**PROBLEM DETAILS**
Read the lines below and count those that have the word "through". Respond with the number only.

RECORDS TO PROCESS below:

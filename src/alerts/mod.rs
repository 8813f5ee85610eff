// src/alerts/mod.rs
pub mod conditions;
pub mod price_level;
pub mod session;
pub mod store;
pub mod types;

pub use conditions::{alerts_for_analysis, check_alert_conditions, check_alerts_for_symbol};
pub use price_level::{check_price_level_alert, PriceCondition, PriceLevelAlert};
pub use session::{AlertSession, SessionRegistry, TriggerContext, TriggerOutcome};
pub use store::{AlertStore, DeliveryStatus, HistoryEntry, InMemoryAlertStore, JsonFileAlertStore, UserAlertData};
pub use types::{AlertEvent, AlertPreferences, AlertType, QuietHours};
// src/alerts/price_level.rs
use log::debug;
use serde::{Deserialize, Serialize};
use uuid::Uuid;

use crate::alerts::types::{AlertEvent, AlertType};

pub const DEFAULT_TOUCH_TOLERANCE_PERCENT: f64 = 0.1;

#[derive(Debug, Clone, Copy, PartialEq, Eq, Serialize, Deserialize)]
#[serde(rename_all = "lowercase")]
pub enum PriceCondition {
    /// Crossed up through the target
    Above,
    /// Crossed down through the target
    Below,
    /// Crossed in either direction
    Cross,
    /// Within the touch tolerance of the target
    Touch,
}

#[derive(Debug, Clone, PartialEq, Serialize, Deserialize)]
#[serde(rename_all = "camelCase")]
pub struct PriceLevelAlert {
    pub id: String,
    pub symbol: String,
    pub target_price: f64,
    pub condition: PriceCondition,
    #[serde(default = "default_touch_tolerance")]
    pub touch_tolerance_percent: f64,
    #[serde(default = "default_enabled")]
    pub enabled: bool,
}

fn default_touch_tolerance() -> f64 {
    DEFAULT_TOUCH_TOLERANCE_PERCENT
}

fn default_enabled() -> bool {
    true
}

impl PriceLevelAlert {
    pub fn new(symbol: impl Into<String>, target_price: f64, condition: PriceCondition) -> Self {
        Self {
            id: Uuid::new_v4().to_string(),
            symbol: symbol.into(),
            target_price,
            condition,
            touch_tolerance_percent: DEFAULT_TOUCH_TOLERANCE_PERCENT,
            enabled: true,
        }
    }
}

/// Crossing conditions need a previous price; without one only `Touch` can fire.
pub fn check_price_level_alert(
    config: &PriceLevelAlert,
    current_price: f64,
    previous_price: Option<f64>,
) -> Option<AlertEvent> {
    if !config.enabled {
        return None;
    }

    let target = config.target_price;
    let crossed_up = previous_price.map_or(false, |prev| prev < target && current_price >= target);
    let crossed_down = previous_price.map_or(false, |prev| prev > target && current_price <= target);

    let (fired, description) = match config.condition {
        PriceCondition::Above => (crossed_up, "crossed above"),
        PriceCondition::Below => (crossed_down, "crossed below"),
        PriceCondition::Cross => (
            crossed_up || crossed_down,
            if crossed_up { "crossed above" } else { "crossed below" },
        ),
        PriceCondition::Touch => {
            let tolerance = target.abs() * config.touch_tolerance_percent / 100.0;
            ((current_price - target).abs() <= tolerance, "touched")
        }
    };

    if !fired {
        return None;
    }

    debug!("[PRICE] {} {} {:.5} at {:.5}", config.symbol, description, target, current_price);
    Some(AlertEvent::new(
        AlertType::PriceLevel,
        &config.symbol,
        format!("{} {} {:.5} (now {:.5})", config.symbol, description, target, current_price),
        None,
    )
    .with_source(config.id.clone()))
}

#[cfg(test)]
mod tests {
    use super::*;

    fn level(condition: PriceCondition) -> PriceLevelAlert {
        PriceLevelAlert::new("EURUSD", 1.1000, condition)
    }

    #[test]
    fn test_above_needs_upward_cross() {
        let cfg = level(PriceCondition::Above);
        assert!(check_price_level_alert(&cfg, 1.1005, Some(1.0995)).is_some());
        assert!(check_price_level_alert(&cfg, 1.1010, Some(1.1005)).is_none());
        assert!(check_price_level_alert(&cfg, 1.0990, Some(1.1005)).is_none());
        assert!(check_price_level_alert(&cfg, 1.1005, None).is_none());
    }

    #[test]
    fn test_below_and_cross() {
        let below = level(PriceCondition::Below);
        assert!(check_price_level_alert(&below, 1.0990, Some(1.1005)).is_some());
        assert!(check_price_level_alert(&below, 1.1005, Some(1.0990)).is_none());

        let cross = level(PriceCondition::Cross);
        let up = check_price_level_alert(&cross, 1.1005, Some(1.0995)).unwrap();
        assert!(up.message.contains("crossed above"));
        let down = check_price_level_alert(&cross, 1.0995, Some(1.1005)).unwrap();
        assert!(down.message.contains("crossed below"));
    }

    #[test]
    fn test_touch_uses_tolerance() {
        let cfg = level(PriceCondition::Touch);
        // 0.1% of 1.1 is 0.0011
        let alert = check_price_level_alert(&cfg, 1.1008, None).unwrap();
        assert_eq!(alert.alert_type, AlertType::PriceLevel);
        assert_eq!(alert.priority, 2);
        assert!(alert.zone_ref.is_none());
        assert_eq!(alert.source_id.as_deref(), Some(cfg.id.as_str()));
        assert!(check_price_level_alert(&cfg, 1.1020, None).is_none());
    }

    #[test]
    fn test_disabled_never_fires() {
        let mut cfg = level(PriceCondition::Touch);
        cfg.enabled = false;
        assert!(check_price_level_alert(&cfg, 1.1000, Some(1.0)).is_none());
    }
}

End of RECORDS TO PROCESS.

**TASK SOLUTION**
2